Inferential Statistics (cont.) Any time you collect data, it will contain variability due to chance. For example, by chance alone, you might collect data from more GBHS freshmen than from GBHS sophomores. If you repeated your data collection several times, you would get somewhat different results each time due to this chance variability. If this chance variability always exists in data collection, how can a researcher be confident that the inferences he or she makes about the larger population (the entire GBHS student body) is accurate? We use inferential statistics! Instead of making absolute conclusions about the population, researchers make statements about the population using the laws of probability and statistical significance.

Statistical Significance (sometimes known as a p score or p value) When inferential statistics demonstrate a high probability that research results are not due to chance, the results are said to be statistically significant. Psychologists say that something is statistically significant when the probability that it might be due to chance is less than 5 in 100 (indicated by the notation p <.05) In other words, there is less than a 5% chance that your results occurred just coincidentally, or by chance. Any conclusion drawn from inferential statistics is only a statement of the probability that the results reflect a real difference in the world, rather than a chance difference in the samples selected.

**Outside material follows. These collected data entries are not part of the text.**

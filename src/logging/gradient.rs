use std::{
    fmt,
    num::NonZeroUsize,
    path::{Path, PathBuf},
};

use log::{debug, info, warn};
use serde::{
    de::{self, MapAccess, Visitor},
    ser::SerializeMap,
    Deserialize, Deserializer, Serialize, Serializer,
};

use super::epoch_log::{ensure_log_file, EpochLog};
use crate::error::Result;

pub const DEFAULT_GRADIENT_LOG_PATH: &str = "gradient_log.json";
pub const DEFAULT_LOG_INTERVAL: usize = 10;

const WEIGHT_SUFFIX: &str = ".weight";
const BIAS_SUFFIX: &str = ".bias";

/// Summary of a parameter's gradient at snapshot time.
#[derive(Debug, Clone, Copy, PartialEq, Serialize, Deserialize)]
pub struct GradientStats {
    #[serde(with = "super::json_float")]
    pub mean: f64,
    #[serde(with = "super::json_float")]
    pub median: f64,
    #[serde(with = "super::json_float")]
    pub max: f64,
    #[serde(with = "super::json_float")]
    pub min: f64,
}

impl GradientStats {
    /// Summarizes a flattened gradient.
    ///
    /// # Returns
    /// The statistics or `None` if `values` is empty.
    pub fn from_values(values: &[f32]) -> Option<Self> {
        if values.is_empty() {
            return None;
        }

        let mut sorted: Vec<f64> = values.iter().map(|&v| v as f64).collect();
        sorted.sort_by(f64::total_cmp);

        let n = sorted.len();
        let mean = sorted.iter().sum::<f64>() / n as f64;
        let median = if n % 2 == 0 {
            (sorted[n / 2 - 1] + sorted[n / 2]) / 2.0
        } else {
            sorted[n / 2]
        };

        Some(Self {
            mean,
            median,
            max: sorted[n - 1],
            min: sorted[0],
        })
    }
}

/// Gradient statistics of every layer in one epoch, in the model's parameter order.
///
/// Serialized as a JSON object keyed by layer display name, keys keep the
/// insertion order both ways.
#[derive(Debug, Clone, Default, PartialEq)]
pub struct EpochGradientRecord {
    layers: Vec<(String, GradientStats)>,
}

impl EpochGradientRecord {
    pub fn new() -> Self {
        Self::default()
    }

    /// Sets the statistics of `layer`.
    ///
    /// A layer that is already present keeps its position.
    ///
    /// # Returns
    /// The statistics previously stored for `layer`.
    pub fn insert(
        &mut self,
        layer: impl Into<String>,
        stats: GradientStats,
    ) -> Option<GradientStats> {
        let layer = layer.into();
        match self.layers.iter_mut().find(|(name, _)| *name == layer) {
            Some((_, old)) => Some(std::mem::replace(old, stats)),
            None => {
                self.layers.push((layer, stats));
                None
            }
        }
    }

    pub fn get(&self, layer: &str) -> Option<&GradientStats> {
        self.layers
            .iter()
            .find(|(name, _)| name == layer)
            .map(|(_, stats)| stats)
    }

    /// Returns the layer display names in order.
    pub fn layers(&self) -> impl Iterator<Item = &str> {
        self.layers.iter().map(|(name, _)| name.as_str())
    }

    pub fn iter(&self) -> impl Iterator<Item = (&str, &GradientStats)> {
        self.layers.iter().map(|(name, stats)| (name.as_str(), stats))
    }

    pub fn len(&self) -> usize {
        self.layers.len()
    }

    pub fn is_empty(&self) -> bool {
        self.layers.is_empty()
    }
}

impl<S: Into<String>> FromIterator<(S, GradientStats)> for EpochGradientRecord {
    fn from_iter<I: IntoIterator<Item = (S, GradientStats)>>(iter: I) -> Self {
        let mut record = Self::new();
        for (layer, stats) in iter {
            record.insert(layer, stats);
        }
        record
    }
}

impl Serialize for EpochGradientRecord {
    fn serialize<S: Serializer>(&self, serializer: S) -> std::result::Result<S::Ok, S::Error> {
        let mut map = serializer.serialize_map(Some(self.layers.len()))?;
        for (layer, stats) in &self.layers {
            map.serialize_entry(layer, stats)?;
        }
        map.end()
    }
}

impl<'de> Deserialize<'de> for EpochGradientRecord {
    fn deserialize<D: Deserializer<'de>>(deserializer: D) -> std::result::Result<Self, D::Error> {
        deserializer.deserialize_map(EpochGradientRecordVisitor)
    }
}

struct EpochGradientRecordVisitor;

impl<'de> Visitor<'de> for EpochGradientRecordVisitor {
    type Value = EpochGradientRecord;

    fn expecting(&self, f: &mut fmt::Formatter<'_>) -> fmt::Result {
        f.write_str("a map of layer names to gradient statistics")
    }

    fn visit_map<A>(self, mut access: A) -> std::result::Result<Self::Value, A::Error>
    where
        A: MapAccess<'de>,
    {
        let mut record = EpochGradientRecord::new();
        while let Some(layer) = access.next_key::<String>()? {
            if record.get(&layer).is_some() {
                return Err(de::Error::custom(format!("duplicate layer '{layer}'")));
            }
            let stats = access.next_value()?;
            record.layers.push((layer, stats));
        }
        Ok(record)
    }
}

/// A trainable parameter as exposed by a model.
#[derive(Debug, Clone, Copy)]
pub struct NamedParameter<'a> {
    /// Qualified name, e.g. `encoder.fc1.weight`.
    pub name: &'a str,
    /// The flattened gradient, `None` if it was never populated.
    pub grad: Option<&'a [f32]>,
}

/// Read-only access to a model's parameters and their gradients.
pub trait ParameterSource {
    /// Returns every trainable parameter in the model's order.
    fn named_parameters(&self) -> Vec<NamedParameter<'_>>;
}

impl<S: AsRef<str>> ParameterSource for [(S, Option<Vec<f32>>)] {
    fn named_parameters(&self) -> Vec<NamedParameter<'_>> {
        self.iter()
            .map(|(name, grad)| NamedParameter {
                name: name.as_ref(),
                grad: grad.as_deref(),
            })
            .collect()
    }
}

impl<S: AsRef<str>> ParameterSource for Vec<(S, Option<Vec<f32>>)> {
    fn named_parameters(&self) -> Vec<NamedParameter<'_>> {
        self.as_slice().named_parameters()
    }
}

/// Derives the layer display name of a parameter.
///
/// `fc1.weight` becomes `fc1` and `fc1.bias` becomes `fc1 (bias)`, any
/// other name is kept as is.
pub fn layer_display_name(param_name: &str) -> String {
    if let Some(layer) = param_name.strip_suffix(WEIGHT_SUFFIX) {
        layer.to_string()
    } else if let Some(layer) = param_name.strip_suffix(BIAS_SUFFIX) {
        format!("{layer} (bias)")
    } else {
        param_name.to_string()
    }
}

#[derive(Debug, Clone)]
pub struct GradientLoggerConfig {
    pub log_path: PathBuf,
    /// Gradients are only snapshot on epochs that are a multiple of this.
    pub log_interval: NonZeroUsize,
}

impl Default for GradientLoggerConfig {
    fn default() -> Self {
        Self {
            log_path: PathBuf::from(DEFAULT_GRADIENT_LOG_PATH),
            log_interval: NonZeroUsize::new(DEFAULT_LOG_INTERVAL).expect("non zero constant"),
        }
    }
}

/// Periodically snapshots per-layer gradient statistics and persists them synchronously.
#[derive(Debug)]
pub struct GradientLogger {
    config: GradientLoggerConfig,
    grad_data: EpochLog<EpochGradientRecord>,
}

impl GradientLogger {
    /// Creates a new `GradientLogger`.
    ///
    /// # Arguments
    /// * `log_path` - Where the log is persisted, an empty log is created there if missing.
    /// * `log_interval` - The epoch cadence of the snapshots.
    ///
    /// # Errors
    /// Returns an io error if the log file can't be created.
    pub fn new(log_path: impl Into<PathBuf>, log_interval: NonZeroUsize) -> Result<Self> {
        Self::with_config(GradientLoggerConfig {
            log_path: log_path.into(),
            log_interval,
        })
    }

    /// Creates a new `GradientLogger` from a full configuration.
    ///
    /// # Errors
    /// Returns an io error if the log file can't be created.
    pub fn with_config(config: GradientLoggerConfig) -> Result<Self> {
        ensure_log_file(&config.log_path)?;
        info!(
            "logging gradients to '{}' every {} epoch(s)",
            config.log_path.display(),
            config.log_interval
        );

        Ok(Self {
            config,
            grad_data: EpochLog::new(),
        })
    }

    pub fn log_path(&self) -> &Path {
        &self.config.log_path
    }

    pub fn log_interval(&self) -> usize {
        self.config.log_interval.get()
    }

    /// Snapshots the gradients of `source` and overwrites the log file, only on logging epochs.
    ///
    /// Parameters without a gradient or with an empty one are left out.
    ///
    /// # Arguments
    /// * `epoch` - The current epoch.
    /// * `source` - The model holding the gradients.
    ///
    /// # Returns
    /// Whether a snapshot was taken.
    ///
    /// # Errors
    /// Returns an error if the log can't be encoded or written.
    pub fn log_gradients<P>(&mut self, epoch: usize, source: &P) -> Result<bool>
    where
        P: ParameterSource + ?Sized,
    {
        if epoch % self.log_interval() != 0 {
            return Ok(false);
        }

        let mut record = EpochGradientRecord::new();
        for param in source.named_parameters() {
            let Some(grad) = param.grad else {
                continue;
            };

            let Some(stats) = GradientStats::from_values(grad) else {
                warn!("skipping '{}', its gradient is empty", param.name);
                continue;
            };

            record.insert(layer_display_name(param.name), stats);
        }

        debug!("epoch {epoch}: gradient stats for {} layer(s)", record.len());
        self.grad_data.insert(epoch, record);
        self.grad_data.write_to(&self.config.log_path)?;
        Ok(true)
    }

    pub fn get_gradient_data(&self) -> &EpochLog<EpochGradientRecord> {
        &self.grad_data
    }
}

To Summarize Descriptive Statistics Organize and summarize data Central Tendency: mean, median, mode Standard deviation: variation in data Range: distance from smallest to largest Inferential Statistics Interpret data and draw conclusions Used to test validity of hypothesis

Critical Thinking with Statistics The old saying goes”… there are three kinds of lies – lies, damned lies, and statistics.” The presentation of research findings in the form of numbers, graphs, etc., may look impressive, but remember that they can be distorted to make you believe something that is not necessarily true. The next slide shows some common ways in which this is done.

Biased or insufficient samples “Four out of five dentists surveyed recommended Brand X gum.”  The # of dentists surveyed is not clear  How were the dentists chosen? Was it a random sample, or were 5 dentists chosen because they hold stock in Brand X gum? Many mail-in surveys suffer from a selection bias – the people who send them in may differ in important ways from those who do not.

The Misleading Average Example: The principal of a small private school met the criticism that his faculty has no teaching experience by issuing the statement that the average experience of each member of the faculty was 5 years. This statement was technically true: there were five teachers in the school including the principal, but the principal neglected to mention that he had twenty-five years of experience while the remaining four members had none.

Exaggerated graphs Depending on the height and width of each of the axes, different pictures of the data will emerge. Also, the data will look different, depending on how the axes (particularly the y-axis) are labeled.